Vale ressaltar, por oportuno, que a análise acerca da natureza dos serviços a serem contratados, em casos como esses, envolve matéria de cunho eminentemente técnico, motivo pelo qual há de ser devidamente justificada pelo administrador nos autos do correspondente processo administrativo licitatório.
Em suma, portanto, para afastar a incidência do pregão eletrônico, que constitui a regra geral, incumbe ao gestor público demonstrar cabalmente a complexidade, isto é, a impossibilidade absoluta de adoção de critérios objetivos de contratação a serem exigidos quando da licitação do serviço de engenharia a ser contratado. Somente na hipótese de motivação técnica adequada a afastar tal sujeição normativa permitir-se-á à Administração Pública valer-se das tradicionais modalidades de licitação.
Referência bibliográfica:
JUSTEN FILHO, Marçal. Pregão (Comentários à Legislação do Pregão Comum e Eletrônico). Dialética, 3ª ed., São Paulo, 2004.
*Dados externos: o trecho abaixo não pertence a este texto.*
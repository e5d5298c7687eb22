use crate::error::{RecognitionError, Result};
use ndarray::{Array2, Array4, ArrayView1, Ix2};

/// Model input: a transposed single-channel plate, logical shape
/// `[1, width, height, 1]`, values in `[0, 1]`.
///
/// `data[x * height + y]` holds the intensity of pixel `(x, y)`.
#[derive(Debug, Clone, PartialEq)]
pub struct NormalizedTensor {
    width: usize,
    height: usize,
    data: Vec<f32>,
}

impl NormalizedTensor {
    pub fn new(width: usize, height: usize, data: Vec<f32>) -> Result<Self> {
        if data.len() != width * height {
            return Err(RecognitionError::shape_mismatch(
                format!("{} elements ({}x{})", width * height, width, height),
                format!("{} elements", data.len()),
            ));
        }
        Ok(Self {
            width,
            height,
            data,
        })
    }

    /// Caller guarantees `data.len() == width * height`.
    pub(crate) fn from_parts(width: usize, height: usize, data: Vec<f32>) -> Self {
        debug_assert_eq!(data.len(), width * height);
        Self {
            width,
            height,
            data,
        }
    }

    pub fn width(&self) -> usize {
        self.width
    }

    pub fn height(&self) -> usize {
        self.height
    }

    /// `[batch, width, height, channels]`
    pub fn shape(&self) -> [usize; 4] {
        [1, self.width, self.height, 1]
    }

    pub fn as_slice(&self) -> &[f32] {
        &self.data
    }

    pub fn into_vec(self) -> Vec<f32> {
        self.data
    }

    /// Value at original pixel `(x, y)`.
    pub fn get(&self, x: usize, y: usize) -> Option<f32> {
        if x >= self.width || y >= self.height {
            return None;
        }
        self.data.get(x * self.height + y).copied()
    }

    /// Raw buffer in native byte order, as handed to byte-oriented runtimes.
    pub fn to_ne_bytes(&self) -> Vec<u8> {
        self.data.iter().flat_map(|v| v.to_ne_bytes()).collect()
    }

    pub fn to_array(&self) -> Result<Array4<f32>> {
        Array4::from_shape_vec(self.shape(), self.data.clone()).map_err(|e| {
            RecognitionError::shape_mismatch(format!("{:?}", self.shape()), e.to_string())
        })
    }
}

/// Per-position class scores produced by the model, shape `[time_steps, alphabet_size]`.
#[derive(Debug, Clone, PartialEq)]
pub struct ProbabilityGrid {
    values: Array2<f32>,
}

impl ProbabilityGrid {
    pub fn new(values: Array2<f32>) -> Self {
        Self { values }
    }

    /// Build a grid from a flat buffer and the shape reported by the model.
    ///
    /// Accepts `[T, A]` or a batched `[1, T, A]`.
    pub fn from_shape_vec(shape: &[usize], data: Vec<f32>) -> Result<Self> {
        let (steps, classes) = match shape {
            [steps, classes] => (*steps, *classes),
            [1, steps, classes] => (*steps, *classes),
            other => {
                return Err(RecognitionError::shape_mismatch(
                    "[time_steps, alphabet_size] or [1, time_steps, alphabet_size]",
                    format!("{:?}", other),
                ))
            }
        };

        let values = Array2::from_shape_vec((steps, classes), data).map_err(|e| {
            RecognitionError::shape_mismatch(format!("[{}, {}]", steps, classes), e.to_string())
        })?;
        Ok(Self { values })
    }

    pub fn time_steps(&self) -> usize {
        self.values.nrows()
    }

    pub fn alphabet_size(&self) -> usize {
        self.values.ncols()
    }

    pub fn step(&self, t: usize) -> ArrayView1<'_, f32> {
        self.values.row(t)
    }

    pub fn values(&self) -> &Array2<f32> {
        &self.values
    }
}

impl From<Array2<f32>> for ProbabilityGrid {
    fn from(values: Array2<f32>) -> Self {
        Self::new(values)
    }
}

impl TryFrom<ndarray::ArrayD<f32>> for ProbabilityGrid {
    type Error = RecognitionError;

    fn try_from(array: ndarray::ArrayD<f32>) -> Result<Self> {
        let shape = array.shape().to_vec();
        match shape.as_slice() {
            [1, _, _] => {
                let squeezed = array.index_axis_move(ndarray::Axis(0), 0);
                let values = squeezed.into_dimensionality::<Ix2>().map_err(|e| {
                    RecognitionError::shape_mismatch("rank 2 after batch squeeze", e.to_string())
                })?;
                Ok(Self { values })
            }
            [_, _] => {
                let values = array.into_dimensionality::<Ix2>().map_err(|e| {
                    RecognitionError::shape_mismatch("rank 2", e.to_string())
                })?;
                Ok(Self { values })
            }
            other => Err(RecognitionError::shape_mismatch(
                "[time_steps, alphabet_size] or [1, time_steps, alphabet_size]",
                format!("{:?}", other),
            )),
        }
    }
}
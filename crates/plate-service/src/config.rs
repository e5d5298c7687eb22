use anyhow::{bail, Context, Result};
use reqwest::Url;
use std::env;
use std::time::Duration;

pub const SYNTHETIC_BACKEND_ID: &str = "synthetic";
pub const REMOTE_BACKEND_ID: &str = "remote";

#[derive(Debug, Clone)]
pub struct PlateServiceConfig {
    /// Address to bind the HTTP server to
    pub bind_addr: String,

    /// Node ID for this service instance
    pub node_id: String,

    /// Predict endpoint of the model server (enables the remote backend)
    pub model_url: Option<Url>,

    /// Request timeout for the remote backend
    pub model_timeout: Duration,

    /// Backend used when a request does not name one
    pub default_backend: String,

    /// Text the synthetic backend spells out
    pub synthetic_text: String,

    /// Largest accepted image payload after base64 decoding
    pub max_image_bytes: usize,
}

impl PlateServiceConfig {
    pub fn from_env() -> Result<Self> {
        Self::from_lookup(|key| env::var(key).ok())
    }

    pub fn from_lookup<F>(lookup: F) -> Result<Self>
    where
        F: Fn(&str) -> Option<String>,
    {
        let bind_addr = lookup("PLATE_SERVICE_ADDR").unwrap_or_else(|| "0.0.0.0:8090".to_string());

        let node_id = lookup("NODE_ID").unwrap_or_else(|| {
            format!(
                "plate-service-{}",
                hostname::get()
                    .ok()
                    .and_then(|h| h.into_string().ok())
                    .unwrap_or_else(|| uuid::Uuid::new_v4().to_string())
            )
        });

        let model_url = lookup("PLATE_MODEL_URL")
            .map(|s| Url::parse(&s).context("Invalid PLATE_MODEL_URL"))
            .transpose()?;

        let model_timeout = match lookup("PLATE_MODEL_TIMEOUT_MS") {
            Some(raw) => Duration::from_millis(
                raw.parse()
                    .with_context(|| format!("Invalid PLATE_MODEL_TIMEOUT_MS: {}", raw))?,
            ),
            None => Duration::from_millis(5000),
        };

        let default_backend = lookup("PLATE_DEFAULT_BACKEND").unwrap_or_else(|| {
            if model_url.is_some() {
                REMOTE_BACKEND_ID.to_string()
            } else {
                SYNTHETIC_BACKEND_ID.to_string()
            }
        });
        if default_backend == REMOTE_BACKEND_ID && model_url.is_none() {
            bail!("PLATE_DEFAULT_BACKEND is 'remote' but PLATE_MODEL_URL is not set");
        }

        let synthetic_text = lookup("PLATE_SYNTHETIC_TEXT").unwrap_or_else(|| "HB AB 123".to_string());

        let max_image_bytes = match lookup("PLATE_MAX_IMAGE_BYTES") {
            Some(raw) => raw
                .parse()
                .with_context(|| format!("Invalid PLATE_MAX_IMAGE_BYTES: {}", raw))?,
            None => 10 * 1024 * 1024,
        };

        Ok(Self {
            bind_addr,
            node_id,
            model_url,
            model_timeout,
            default_backend,
            synthetic_text,
            max_image_bytes,
        })
    }
}

#[cfg(test)]
mod tests {
    use super::*;
    use std::collections::HashMap;

    fn config_from(pairs: &[(&str, &str)]) -> Result<PlateServiceConfig> {
        let vars: HashMap<String, String> = pairs
            .iter()
            .map(|(k, v)| (k.to_string(), v.to_string()))
            .collect();
        PlateServiceConfig::from_lookup(move |key| vars.get(key).cloned())
    }

    #[test]
    fn test_defaults() {
        let config = config_from(&[("NODE_ID", "node-a")]).unwrap();
        assert_eq!(config.bind_addr, "0.0.0.0:8090");
        assert_eq!(config.node_id, "node-a");
        assert!(config.model_url.is_none());
        assert_eq!(config.model_timeout, Duration::from_millis(5000));
        assert_eq!(config.default_backend, SYNTHETIC_BACKEND_ID);
        assert_eq!(config.synthetic_text, "HB AB 123");
        assert_eq!(config.max_image_bytes, 10 * 1024 * 1024);
    }

    #[test]
    fn test_generated_node_id() {
        let config = config_from(&[]).unwrap();
        assert!(config.node_id.starts_with("plate-service-"));
    }

    #[test]
    fn test_model_url_selects_remote_default() {
        let config = config_from(&[
            ("PLATE_MODEL_URL", "http://models:8501/v1/models/plates:predict"),
            ("PLATE_MODEL_TIMEOUT_MS", "250"),
        ])
        .unwrap();
        assert_eq!(config.default_backend, REMOTE_BACKEND_ID);
        assert_eq!(config.model_timeout, Duration::from_millis(250));
        assert_eq!(
            config.model_url.unwrap().as_str(),
            "http://models:8501/v1/models/plates:predict"
        );
    }

    #[test]
    fn test_invalid_values_rejected() {
        assert!(config_from(&[("PLATE_MODEL_URL", "not a url")]).is_err());
        assert!(config_from(&[("PLATE_MODEL_TIMEOUT_MS", "soon")]).is_err());
        assert!(config_from(&[("PLATE_MAX_IMAGE_BYTES", "-1")]).is_err());
        assert!(config_from(&[("PLATE_DEFAULT_BACKEND", "remote")]).is_err());
    }
}
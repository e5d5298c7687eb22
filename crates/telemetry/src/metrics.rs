use lazy_static::lazy_static;
use prometheus::{HistogramOpts, HistogramVec, IntCounterVec, IntGaugeVec, Opts, Registry};

lazy_static! {
    pub static ref REGISTRY: Registry = Registry::new();

    pub static ref PLATE_RECOGNITIONS: IntCounterVec = {
        let metric = IntCounterVec::new(
            Opts::new(
                "plate_recognitions_total",
                "Total number of plate recognition requests",
            ),
            &["backend", "status"],
        )
        .expect("metric can be created");
        REGISTRY.register(Box::new(metric.clone())).ok();
        metric
    };

    pub static ref PLATE_RECOGNITION_LATENCY: HistogramVec = {
        let metric = HistogramVec::new(
            HistogramOpts::new(
                "plate_recognition_latency_seconds",
                "End-to-end latency of plate recognition (normalize, infer, decode)",
            )
            .buckets(vec![0.001, 0.005, 0.01, 0.02, 0.05, 0.1, 0.2, 0.5, 1.0, 5.0]),
            &["backend"],
        )
        .expect("metric can be created");
        REGISTRY.register(Box::new(metric.clone())).ok();
        metric
    };

    pub static ref PLATE_INFERENCE_TIME: HistogramVec = {
        let metric = HistogramVec::new(
            HistogramOpts::new(
                "plate_inference_time_seconds",
                "Time spent inside the model backend",
            )
            .buckets(vec![0.001, 0.005, 0.01, 0.02, 0.05, 0.1, 0.2, 0.5, 1.0]),
            &["backend"],
        )
        .expect("metric can be created");
        REGISTRY.register(Box::new(metric.clone())).ok();
        metric
    };

    pub static ref PLATE_BACKEND_HEALTH: IntGaugeVec = {
        let metric = IntGaugeVec::new(
            Opts::new(
                "plate_backend_health",
                "Health status of model backends (1=healthy, 0=unhealthy)",
            ),
            &["backend"],
        )
        .expect("metric can be created");
        REGISTRY.register(Box::new(metric.clone())).ok();
        metric
    };
}

/// Helper function to encode metrics for Prometheus scraping
pub fn encode_metrics() -> Result<String, prometheus::Error> {
    use prometheus::Encoder;
    let encoder = prometheus::TextEncoder::new();
    let metric_families = REGISTRY.gather();
    let mut buffer = Vec::new();
    encoder.encode(&metric_families, &mut buffer)?;
    String::from_utf8(buffer).map_err(|e| {
        prometheus::Error::Msg(format!("Failed to convert metrics to UTF-8: {}", e))
    })
}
[1] JUSTEN FILHO, Marçal. Pregão (Comentários à Legislação do Pregão Comum e Eletrônico). Dialética, 3ª ed., São Paulo, 2004, p. 29.
Procuradora Federal. Coordenadora de Assuntos Judiciais da Procuradoria Federal junto à Agência Nacional de Vigilância Sanitária. Especialista em Direito Previdenciário.
Conforme a NBR 6023:2000 da Associacao Brasileira de Normas Técnicas (ABNT), este texto cientifico publicado em periódico eletrônico deve ser citado da seguinte forma: CARLI, Kalinca De. Definição da modalidade licitatória na contratação de obras e serviços de engenharia Conteudo Juridico, Brasilia-DF: 26 set 2013, 06:00. Disponivel em: https://conteudojuridico.com.br/consulta/Artigos/36711/definicao-da-modalidade-licitatoria-na-contratacao-de-obras-e-servicos-de-engenharia. Acesso em: 23 dez 2024.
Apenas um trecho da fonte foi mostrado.